Car ensuite, nous pourrons enfin recouvrir le carrelage « vert-marron-déprimant » par du « parquet-qui-me-fait-rêver ». Et ma maison sera belle comme dans les magazines. Toujours propre. Et bien rangée. Tout ira mieux dans ma vie. C’est sûr. Je pourrai enfin « profiter ». Je savoure en pensée ce bonheur futur.

Quelques instants à peine. Le temps qu’une autre pensée se présente :

« Ensuite, je m’attaquerai à la véranda. Je la rêve comme ci, comme ça… et là, vraiment, ça ira beaucoup mieux. Non, en fait, ça ira mieux quand j’aurai aussi terminé de fabriquer un mur végétal ici. Et construit un petit bassin là. Et puis aussi… » 

Depuis mon perchoir, j’arrête net mon pinceau dans sa course. Je viens de me rendre compte que je n’ai pas encore eu le temps d’apprécier d’avoir terminé ma peinture (après laquelle, ma vie devait être si belle, tu te souviens ?), que je me suis déjà créé une liste de tâches qui me rendront heureuse à coup sûr.

Et j’ai l’intuition que ce n’est pas prêt de se terminer. 

C’est à ce moment qu’une nouvelle chanson démarre. « Baby, can I take you to a barbecue ? Seven o’clock the time… ». Et soudain, j’ai une envie folle que quelqu’un me demande à moi aussi : « Baby, je t’emmène à un barbecue ? Je passe te prendre à 7 heures. Enfile une tenue légère et fleurie et ne t’occupe de rien. Viens t’amuser et profiter de la vie » !

J’ai une furieuse envie d’envoyer valser mes projets, les promesses des lendemains qui chantent. Et de savourer la vie sans plus attendre.

De la célébrer.

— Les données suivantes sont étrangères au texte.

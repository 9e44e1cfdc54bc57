#![deny(dead_code)]
#![deny(unused_imports)]
#![deny(clippy::no_effect_underscore_binding)]

//! Risk-adjusted continuous-time CUSUM charts for monitoring the failure
//! rate of subjects across units.
//!
//! The centrepiece is the CGR-CUSUM ([`cgr::CgrChart`]): at every construction
//! time it maximises a profile likelihood ratio over the excess log-hazard
//! and over the time the excess started. Risk scores and the baseline hazard
//! come from a model fitted elsewhere ([`hazard`]).

pub mod cgr;
pub mod config;
pub mod data;
pub mod hazard;
pub mod intensity;
pub mod limit;
pub mod maximize;
pub mod subjects;
pub mod trace;
pub mod workers;

pub use cgr::{CgrChart, CgrSpec, ChartError, ChartRun, Engine};
pub use maximize::Detection;
pub use subjects::{Subject, SubjectTable};
pub use trace::{ChartPoint, ChartTrace, run_length};
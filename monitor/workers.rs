use log::{debug, warn};
use rayon::ThreadPoolBuilder;

/// How many worker threads a chart construction may use.
///
/// Every parallel phase builds its own pool and drops it before returning, so
/// no threads are held between phases. A pool that cannot be built is not an
/// error: the phase is run on the calling thread instead.
#[derive(Debug, Clone, Copy, PartialEq, Eq)]
pub struct WorkerPlan {
    workers: usize,
}

impl WorkerPlan {
    pub fn new(workers: usize) -> Self {
        let workers = workers.max(1);
        let available = num_cpus::get();
        if workers > available {
            warn!(
                "Requested {workers} workers but only {available} hardware threads are available; proceeding anyway."
            );
        }
        Self { workers }
    }

    pub fn sequential() -> Self {
        Self { workers: 1 }
    }

    #[inline]
    pub fn workers(&self) -> usize {
        self.workers
    }

    /// Runs `op` inside a freshly built pool. `op` receives `true` when it is
    /// executing on the pool and should use parallel iterators.
    pub fn run<R, F>(&self, phase: &str, op: F) -> R
    where
        R: Send,
        F: FnOnce(bool) -> R + Send,
    {
        if self.workers <= 1 {
            return op(false);
        }
        match ThreadPoolBuilder::new()
            .num_threads(self.workers)
            .thread_name(|idx| format!("riskwatch-worker-{idx}"))
            .build()
        {
            Ok(pool) => {
                debug!("Running {phase} on {} workers.", self.workers);
                pool.install(|| op(true))
            }
            Err(err) => {
                warn!(
                    "Could not start {} workers for {phase} ({err}); computing sequentially.",
                    self.workers
                );
                op(false)
            }
        }
    }
}

impl Default for WorkerPlan {
    fn default() -> Self {
        Self::sequential()
    }
}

De capturer dans mes filets l’insaisissable instant présent pour qu’il ne s’envole pas. 

Pourtant objectivement, tout va bien dans ma vie : je suis en bonne santé, je suis mariée à un homme merveilleux, j’ai trois enfants formidables, j’ai une maison qui me correspond bien. J’ai la chance d’être en congé parental et, si nous ne roulons pas sur l’or, nous vivons tout à fait correctement. J’ai de chouettes amis. Mais la petite musique du « ça ira mieux quand » n’est jamais bien loin…

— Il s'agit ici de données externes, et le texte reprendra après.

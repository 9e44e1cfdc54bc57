//! Continuous-time Generalized Rapid-response CUSUM (CGR-CUSUM).

use crate::hazard::{CumulativeHazard, HazardError, RiskModel, check_risk_scores};
use crate::intensity::{HazardMatrix, IntensitySource, OnTheFlyIntensity};
use crate::maximize::{Detection, Maximizer, Reduction};
use crate::subjects::{StartTime, SubjectError, SubjectTable};
use crate::trace::ChartTrace;
use crate::workers::WorkerPlan;
use log::{debug, info};
use ndarray::ArrayView1;
use serde::{Deserialize, Serialize};
use std::borrow::Cow;
use thiserror::Error;

/// Default bound on the excess log-hazard: a six-fold change in hazard rate.
pub fn default_maxtheta() -> f64 {
    6f64.ln()
}

#[derive(Debug, Error, PartialEq)]
pub enum ChartError {
    #[error("maxtheta must be positive and finite, got {0}")]
    InvalidMaxTheta(f64),
    #[error("control limit must be finite and non-zero, got {0}")]
    InvalidControlLimit(f64),
    #[error("stop time must be finite, got {0}")]
    InvalidStopTime(f64),
    #[error("construction time {0} is not finite")]
    NonFiniteConstructionTime(f64),
    #[error("{found} risk scores were supplied for {expected} subjects")]
    RiskLengthMismatch { expected: usize, found: usize },
    #[error("invalid subject table: {0}")]
    Subjects(#[from] SubjectError),
    #[error("invalid risk adjustment: {0}")]
    Hazard(#[from] HazardError),
}

/// How cumulative intensities are obtained during maximisation.
#[derive(Debug, Clone, Copy, PartialEq, Eq, Default, Serialize, Deserialize)]
#[serde(rename_all = "lowercase")]
pub enum Engine {
    /// Precompute the subjects × construction-times matrix. Faster, more memory.
    #[default]
    Matrix,
    /// Evaluate the baseline hazard whenever a segment is summed.
    Recursive,
}

/// Parameters of one chart construction.
#[derive(Debug, Clone, PartialEq)]
pub struct CgrSpec {
    pub detection: Detection,
    pub engine: Engine,
    pub maxtheta: f64,
    /// Stop constructing once the chart reaches this value.
    pub control_limit: Option<f64>,
    /// Times at which to evaluate the chart. Defaults to every entry and exit time.
    pub construction_times: Option<Vec<f64>>,
    /// Last time to evaluate the chart at.
    pub stoptime: Option<f64>,
    /// Maximum follow-up of a subject after entry.
    pub followup: Option<f64>,
    pub workers: usize,
}

impl Default for CgrSpec {
    fn default() -> Self {
        Self {
            detection: Detection::Upper,
            engine: Engine::Matrix,
            maxtheta: default_maxtheta(),
            control_limit: None,
            construction_times: None,
            stoptime: None,
            followup: None,
            workers: 1,
        }
    }
}

/// Output of one chart construction.
#[derive(Debug, Clone, PartialEq)]
pub struct ChartRun {
    pub trace: ChartTrace,
    /// Construction time at which the control limit was first reached.
    pub stopped_at: Option<f64>,
}

/// A validated CGR-CUSUM chart definition.
#[derive(Debug, Clone, PartialEq)]
pub struct CgrChart {
    spec: CgrSpec,
}

impl CgrChart {
    pub fn new(spec: CgrSpec) -> Result<Self, ChartError> {
        if !spec.maxtheta.is_finite() || spec.maxtheta <= 0.0 {
            return Err(ChartError::InvalidMaxTheta(spec.maxtheta));
        }
        if let Some(h) = spec.control_limit {
            if !h.is_finite() || h == 0.0 {
                return Err(ChartError::InvalidControlLimit(h));
            }
        }
        if let Some(stoptime) = spec.stoptime {
            if !stoptime.is_finite() {
                return Err(ChartError::InvalidStopTime(stoptime));
            }
        }
        if let Some(followup) = spec.followup {
            if !followup.is_finite() || followup <= 0.0 {
                return Err(SubjectError::InvalidFollowup(followup).into());
            }
        }
        if let Some(times) = &spec.construction_times {
            if let Some(&bad) = times.iter().find(|t| !t.is_finite()) {
                return Err(ChartError::NonFiniteConstructionTime(bad));
            }
        }
        Ok(Self { spec })
    }

    pub fn spec(&self) -> &CgrSpec {
        &self.spec
    }

    /// Builds the chart for `table` using the risk scores of `model`.
    pub fn run_with_model<R, H>(
        &self,
        table: &SubjectTable,
        model: &R,
        hazard: &H,
    ) -> Result<ChartRun, ChartError>
    where
        R: RiskModel + ?Sized,
        H: CumulativeHazard + ?Sized,
    {
        let risk = model.risk_scores(table)?;
        self.run(table, risk.view(), hazard)
    }

    /// Builds the chart for `table` with precomputed risk scores aligned to its rows.
    pub fn run<H: CumulativeHazard + ?Sized>(
        &self,
        table: &SubjectTable,
        risk: ArrayView1<'_, f64>,
        hazard: &H,
    ) -> Result<ChartRun, ChartError> {
        if risk.len() != table.len() {
            return Err(ChartError::RiskLengthMismatch {
                expected: table.len(),
                found: risk.len(),
            });
        }
        check_risk_scores(risk)?;

        let table = match self.spec.followup {
            Some(followup) => Cow::Owned(table.with_followup(followup)?),
            None => Cow::Borrowed(table),
        };
        let ctimes = self.construction_times(&table);
        let Some(earliest_entry) = table.earliest_entry() else {
            let origin = ctimes.first().copied().unwrap_or(0.0);
            return Ok(ChartRun {
                trace: ChartTrace::origin_only(origin),
                stopped_at: None,
            });
        };
        let origin = ctimes.first().map_or(earliest_entry, |&t| t.min(earliest_entry));
        let start_times = table.start_times();

        info!(
            "Constructing {:?} CGR-CUSUM over {} subjects at {} construction times ({:?} engine).",
            self.spec.detection,
            table.len(),
            ctimes.len(),
            self.spec.engine
        );

        let workers = WorkerPlan::new(self.spec.workers);
        let reduction = match self.spec.engine {
            Engine::Matrix => {
                let matrix = HazardMatrix::build(&table, risk, &ctimes, hazard, &workers);
                self.reduce(&table, &start_times, &ctimes, &matrix, &workers)
            }
            Engine::Recursive => {
                let source = OnTheFlyIntensity::new(&table, risk.reborrow(), &ctimes, hazard);
                self.reduce(&table, &start_times, &ctimes, &source, &workers)
            }
        };

        let stopped_at = reduction.stopped_at.map(|column| ctimes[column]);
        if let Some(time) = stopped_at {
            info!("Control limit reached at time {time}; remaining construction times skipped.");
        }
        Ok(ChartRun {
            trace: ChartTrace::assemble(origin, &ctimes, &reduction.results, &start_times),
            stopped_at,
        })
    }

    fn reduce<S: IntensitySource + ?Sized>(
        &self,
        table: &SubjectTable,
        start_times: &[StartTime],
        ctimes: &[f64],
        source: &S,
        workers: &WorkerPlan,
    ) -> Reduction {
        let maximizer = Maximizer::new(
            table,
            start_times,
            ctimes,
            source,
            self.spec.detection,
            self.spec.maxtheta,
        );
        match self.spec.control_limit {
            Some(h) => maximizer.scan_until(h),
            None => Reduction {
                results: maximizer.scan(workers),
                stopped_at: None,
            },
        }
    }

    /// Sorted distinct construction times, none before the earliest entry and
    /// none after the stop time.
    fn construction_times(&self, table: &SubjectTable) -> Vec<f64> {
        let mut ctimes = match &self.spec.construction_times {
            Some(times) => times.clone(),
            None => table.event_times(),
        };
        ctimes.sort_by(f64::total_cmp);
        ctimes.dedup();

        let requested = ctimes.len();
        if let Some(earliest) = table.earliest_entry() {
            ctimes.retain(|&t| t >= earliest);
        }
        if let Some(stoptime) = self.spec.stoptime {
            ctimes.retain(|&t| t <= stoptime);
        }
        if ctimes.len() < requested {
            debug!(
                "Dropped {} construction times outside the monitored window.",
                requested - ctimes.len()
            );
        }
        ctimes
    }
}

#[cfg(test)]
mod tests {
    use super::*;
    use crate::hazard::{ConstantHazard, UnitRisk};
    use crate::subjects::Subject;
    use crate::trace::ChartPoint;
    use approx::assert_abs_diff_eq;
    use ndarray::Array1;

    fn chart(spec: CgrSpec) -> CgrChart {
        CgrChart::new(spec).expect("valid spec")
    }

    #[test]
    fn rejects_invalid_parameters() {
        let bad_theta = CgrSpec {
            maxtheta: 0.0,
            ..CgrSpec::default()
        };
        assert_eq!(CgrChart::new(bad_theta), Err(ChartError::InvalidMaxTheta(0.0)));

        let bad_limit = CgrSpec {
            control_limit: Some(f64::NAN),
            ..CgrSpec::default()
        };
        assert!(matches!(
            CgrChart::new(bad_limit),
            Err(ChartError::InvalidControlLimit(_))
        ));

        let bad_times = CgrSpec {
            construction_times: Some(vec![1.0, f64::INFINITY]),
            ..CgrSpec::default()
        };
        assert!(matches!(
            CgrChart::new(bad_times),
            Err(ChartError::NonFiniteConstructionTime(_))
        ));
    }

    #[test]
    fn single_subject_scenario() {
        let table = SubjectTable::new(vec![Subject::new(0.0, 5.0, true)]).expect("table");
        let hazard = ConstantHazard::new(0.1).expect("rate");
        let spec = CgrSpec {
            maxtheta: 5.0,
            construction_times: Some(vec![1.0, 3.0, 5.0]),
            ..CgrSpec::default()
        };
        let run = chart(spec)
            .run_with_model(&table, &UnitRisk, &hazard)
            .expect("chart");
        let points = run.trace.points();

        assert_eq!(points[0], ChartPoint::origin(0.0));
        assert_eq!(points.len(), 5);
        assert_eq!(points[1].value, 0.0);
        assert_eq!(points[2].value, 0.0);
        assert_eq!((points[3].time, points[3].value), (5.0, 0.0));
        assert_eq!(points[4].time, 5.0);
        assert_abs_diff_eq!(points[4].value, 2f64.ln() - 0.5, epsilon = 1e-12);
        assert_abs_diff_eq!(points[4].multiplier, 2.0, epsilon = 1e-12);
        assert_eq!(points[4].start_time, 0.0);
    }

    #[test]
    fn empty_table_yields_origin_only() {
        let table = SubjectTable::new(Vec::new()).expect("table");
        let hazard = ConstantHazard::new(0.1).expect("rate");
        let run = chart(CgrSpec::default())
            .run(&table, Array1::zeros(0).view(), &hazard)
            .expect("chart");
        assert_eq!(run.trace.points(), &[ChartPoint::origin(0.0)]);
    }

    #[test]
    fn construction_times_respect_window() {
        let table = SubjectTable::new(vec![
            Subject::new(1.0, 3.0, true),
            Subject::new(2.0, 6.0, false),
        ])
        .expect("table");
        let spec = CgrSpec {
            construction_times: Some(vec![4.0, 0.5, 2.0, 2.0, 7.0]),
            stoptime: Some(5.0),
            ..CgrSpec::default()
        };
        assert_eq!(chart(spec).construction_times(&table), vec![2.0, 4.0]);
        assert_eq!(
            chart(CgrSpec::default()).construction_times(&table),
            vec![1.0, 2.0, 3.0, 6.0]
        );
    }

    #[test]
    fn origin_precedes_first_entry() {
        let table = SubjectTable::new(vec![Subject::new(2.0, 3.0, true)]).expect("table");
        let hazard = ConstantHazard::new(0.5).expect("rate");
        let spec = CgrSpec {
            construction_times: Some(vec![1.0, 2.5, 3.0]),
            ..CgrSpec::default()
        };
        let run = chart(spec)
            .run(&table, Array1::ones(1).view(), &hazard)
            .expect("chart");
        assert_eq!(run.trace.points()[0].time, 2.0);
        assert_eq!(run.trace.points()[1].time, 2.5);
    }

    #[test]
    fn risk_scores_are_validated() {
        let table = SubjectTable::new(vec![Subject::new(0.0, 1.0, true)]).expect("table");
        let hazard = ConstantHazard::new(0.5).expect("rate");
        let chart = chart(CgrSpec::default());
        assert_eq!(
            chart.run(&table, Array1::ones(2).view(), &hazard),
            Err(ChartError::RiskLengthMismatch {
                expected: 1,
                found: 2
            })
        );
        assert!(matches!(
            chart.run(&table, Array1::from_elem(1, -1.0).view(), &hazard),
            Err(ChartError::Hazard(HazardError::InvalidRiskScore { .. }))
        ));
    }

    #[test]
    fn recursive_engine_matches_matrix_engine() {
        let table = SubjectTable::new(vec![
            Subject::new(0.0, 5.0, true),
            Subject::new(1.0, 9.0, true),
            Subject::new(1.0, 3.0, false),
        ])
        .expect("table");
        let hazard = ConstantHazard::new(0.1).expect("rate");
        let risk = Array1::from(vec![1.0, 2.0, 0.5]);
        for followup in [None, Some(6.0)] {
            let traces: Vec<ChartTrace> = [Engine::Matrix, Engine::Recursive]
                .into_iter()
                .map(|engine| {
                    chart(CgrSpec {
                        engine,
                        followup,
                        ..CgrSpec::default()
                    })
                    .run(&table, risk.view(), &hazard)
                    .expect("chart")
                    .trace
                })
                .collect();
            assert_eq!(traces[0].len(), traces[1].len());
            for (a, b) in traces[0].points().iter().zip(traces[1].points()) {
                assert_eq!(a.time, b.time);
                assert_abs_diff_eq!(a.value, b.value, epsilon = 1e-12);
                assert_abs_diff_eq!(a.multiplier, b.multiplier, epsilon = 1e-12);
                assert_eq!(a.start_time, b.start_time);
            }
        }
    }

    #[test]
    fn followup_cutoff_censors_failures() {
        let table = SubjectTable::new(vec![Subject::new(0.0, 5.0, true)]).expect("table");
        let hazard = ConstantHazard::new(0.1).expect("rate");
        let spec = CgrSpec {
            followup: Some(2.0),
            construction_times: Some(vec![5.0]),
            ..CgrSpec::default()
        };
        let run = chart(spec)
            .run(&table, Array1::ones(1).view(), &hazard)
            .expect("chart");
        assert!(run.trace.points().iter().all(|p| p.value == 0.0));
    }
}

Ma vie a été bercée par cette ritournelle.

Chaque fois, j’étais persuadée que c’était la bonne.

Que j’allais enfin pouvoir profiter de ma vie, une bonne fois pour toutes.

Ça ira mieux quand je serai étudiante : à moi la liberté et l’indépendance.

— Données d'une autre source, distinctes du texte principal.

use grep::regex::RegexMatcher;
use grep::searcher::{Searcher, Sink, SinkMatch};
use std::error::Error;
use std::path::{Path, PathBuf};
use walkdir::WalkDir;

// Directories holding the project's own Rust sources.
const SOURCE_ROOTS: [&str; 4] = ["monitor", "cli", "tests", "benches"];

const FORBIDDEN_WORDS: &str = "FIXED|CORRECTED|FIX|FIXES|NEW|CHANGED|CHANGES|CHANGE|MODIFIED|MODIFIES|MODIFY|UPDATED|UPDATES|UPDATE";

// A lint rule: a line regex, a second-stage filter over matched lines and
// the message printed when a file violates it.
struct Rule {
    name: &'static str,
    pattern: String,
    keep: fn(&str) -> bool,
    advice: &'static str,
}

// Collects every line of one file that matches a rule.
struct ViolationCollector {
    violations: Vec<String>,
    file_path: PathBuf,
    keep: fn(&str) -> bool,
}

impl ViolationCollector {
    fn new(file_path: &Path, keep: fn(&str) -> bool) -> Self {
        Self {
            violations: Vec::new(),
            file_path: file_path.to_path_buf(),
            keep,
        }
    }

    fn check_and_get_error_message(&self, rule: &Rule) -> Option<String> {
        if self.violations.is_empty() {
            return None;
        }

        let file_name = self.file_path.to_str().unwrap_or("?");
        let mut error_msg = format!(
            "\n❌ ERROR: Found {} {} in {}:\n",
            self.violations.len(),
            rule.name,
            file_name
        );
        for violation in &self.violations {
            error_msg.push_str(&format!("   {violation}\n"));
        }
        error_msg.push_str(&format!("\n⚠️ {}\n", rule.advice));
        Some(error_msg)
    }
}

impl Sink for ViolationCollector {
    type Error = std::io::Error;

    fn matched(&mut self, _: &Searcher, mat: &SinkMatch) -> Result<bool, Self::Error> {
        let line_number = mat.line_number().unwrap_or(0);
        let line_text = std::str::from_utf8(mat.bytes()).unwrap_or("").trim_end();

        if (self.keep)(line_text) {
            self.violations.push(format!("{line_number}:{line_text}"));
        }
        Ok(true)
    }
}

fn is_comment(line: &str) -> bool {
    let trimmed = line.trim_start();
    trimmed.starts_with("//") || line.contains("/*")
}

fn is_doc_comment(line: &str) -> bool {
    line.trim_start().starts_with("///") || line.trim_start().starts_with("//!")
}

// Underscore-prefixed names in code, ignoring comments and string literals.
fn underscore_in_code(line: &str) -> bool {
    if is_comment(line) {
        return false;
    }
    let in_string = line
        .split('"')
        .enumerate()
        .any(|(i, part)| i % 2 == 1 && part.contains('_'));
    !in_string
}

fn stars_outside_doc_comment(line: &str) -> bool {
    !is_doc_comment(line)
}

fn comment_is_all_uppercase(line: &str) -> bool {
    let trimmed = line.trim_start();
    let comment_text = if let Some(rest) = trimmed
        .strip_prefix("///")
        .or_else(|| trimmed.strip_prefix("//!"))
        .or_else(|| trimmed.strip_prefix("//"))
    {
        rest
    } else if let Some(idx) = line.find("/*") {
        let rest = &line[idx + 2..];
        rest.find("*/").map_or(rest, |end| &rest[..end])
    } else {
        return false;
    };

    let alpha_chars: Vec<char> = comment_text.chars().filter(|c| c.is_alphabetic()).collect();
    !alpha_chars.is_empty() && alpha_chars.iter().all(|c| c.is_uppercase())
}

fn any_line(line: &str) -> bool {
    !line.is_empty()
}

fn rules() -> Vec<Rule> {
    vec![
        Rule {
            name: "underscore-prefixed variables",
            pattern: r"\b(_[a-zA-Z0-9_]+)\b".to_string(),
            keep: underscore_in_code,
            advice: "Underscore-prefixed variable names are not allowed in this project. \
                     Either use the variable (removing the underscore) or remove it completely.",
        },
        Rule {
            name: "forbidden comment patterns",
            pattern: format!(r"(//|/\*|///).*(?:{FORBIDDEN_WORDS})"),
            keep: any_line,
            advice: "Comments narrating edits to the code are STRICTLY FORBIDDEN in this project. \
                     Remove them completely rather than commenting them out.",
        },
        Rule {
            name: "'**' patterns in regular comments",
            pattern: r"(//|/\*).*\*\*".to_string(),
            keep: stars_outside_doc_comment,
            advice: "The '**' pattern is not allowed in regular comments (but is allowed in doc comments).",
        },
        Rule {
            name: "comments with all uppercase alphabetic characters",
            pattern: r"(//|/\*|///).*".to_string(),
            keep: comment_is_all_uppercase,
            advice: "Comments where all alphabetic characters are uppercase are STRICTLY FORBIDDEN. \
                     Consider deleting the comment completely.",
        },
        Rule {
            name: "#[allow(dead_code)] attributes",
            pattern: r"#\s*\[\s*allow\s*\(\s*dead_code\s*\)\s*\]".to_string(),
            keep: any_line,
            advice: "#[allow(dead_code)] attributes are STRICTLY FORBIDDEN in this project. \
                     Either use the code (removing the attribute) or remove it completely.",
        },
    ]
}

fn source_files() -> Vec<PathBuf> {
    SOURCE_ROOTS
        .iter()
        .flat_map(|root| WalkDir::new(root).into_iter().filter_map(|e| e.ok()))
        .filter(|e| e.path().extension().is_some_and(|ext| ext == "rs"))
        .map(|e| e.into_path())
        .collect()
}

fn scan(rule: &Rule, files: &[PathBuf]) -> Result<(), Box<dyn Error>> {
    let matcher = RegexMatcher::new_line_matcher(&rule.pattern)?;
    let mut searcher = Searcher::new();

    for path in files {
        let mut collector = ViolationCollector::new(path, rule.keep);
        searcher.search_path(&matcher, path, &mut collector)?;
        if let Some(error_message) = collector.check_and_get_error_message(rule) {
            return Err(error_message.into());
        }
    }
    Ok(())
}

fn main() {
    println!("cargo:rerun-if-changed=build.rs");
    for root in SOURCE_ROOTS {
        println!("cargo:rerun-if-changed={root}");
    }

    let files = source_files();
    for rule in rules() {
        // The error text is the only report cargo shows for a failing build script.
        if let Err(e) = scan(&rule, &files) {
            eprintln!("{e}");
            std::process::exit(1);
        }
    }
}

Ça ira mieux quand je travaillerai : fini les examens, vivement le salaire sur mon compte.

Ça ira mieux quand j’aurai un amoureux : un jour, mon prince viendra…

Ça ira mieux quand on aura des enfants : j’ai un tas de certitudes que je compte bien appliquer.

Ça ira mieux quand j’aurai accouché : fini les nausées.

Ça ira mieux quand il fera ses nuits : je ne serai plus (jamais) fatiguée.

Ça ira mieux quand il sera propre : plus besoin de changer les couches odorantes.

Ça ira mieux quand on aura un deuxième : ils s’occuperont à jouer ensemble.

Ça ira mieux quand ils iront à l’école : ça va les nourrir intellectuellement et les canaliser.

Ça ira mieux quand on aura acheté une maison : on pourra recevoir dignement famille et amis.

Ça ira mieux quand les travaux seront finis : je n’aurai besoin de rien d’autre pour être heureuse.

Ça ira mieux quand j’aurai acheté ci ou ça : cette fois, c’est sûr, c’est la dernière chose qui manque à mon bonheur.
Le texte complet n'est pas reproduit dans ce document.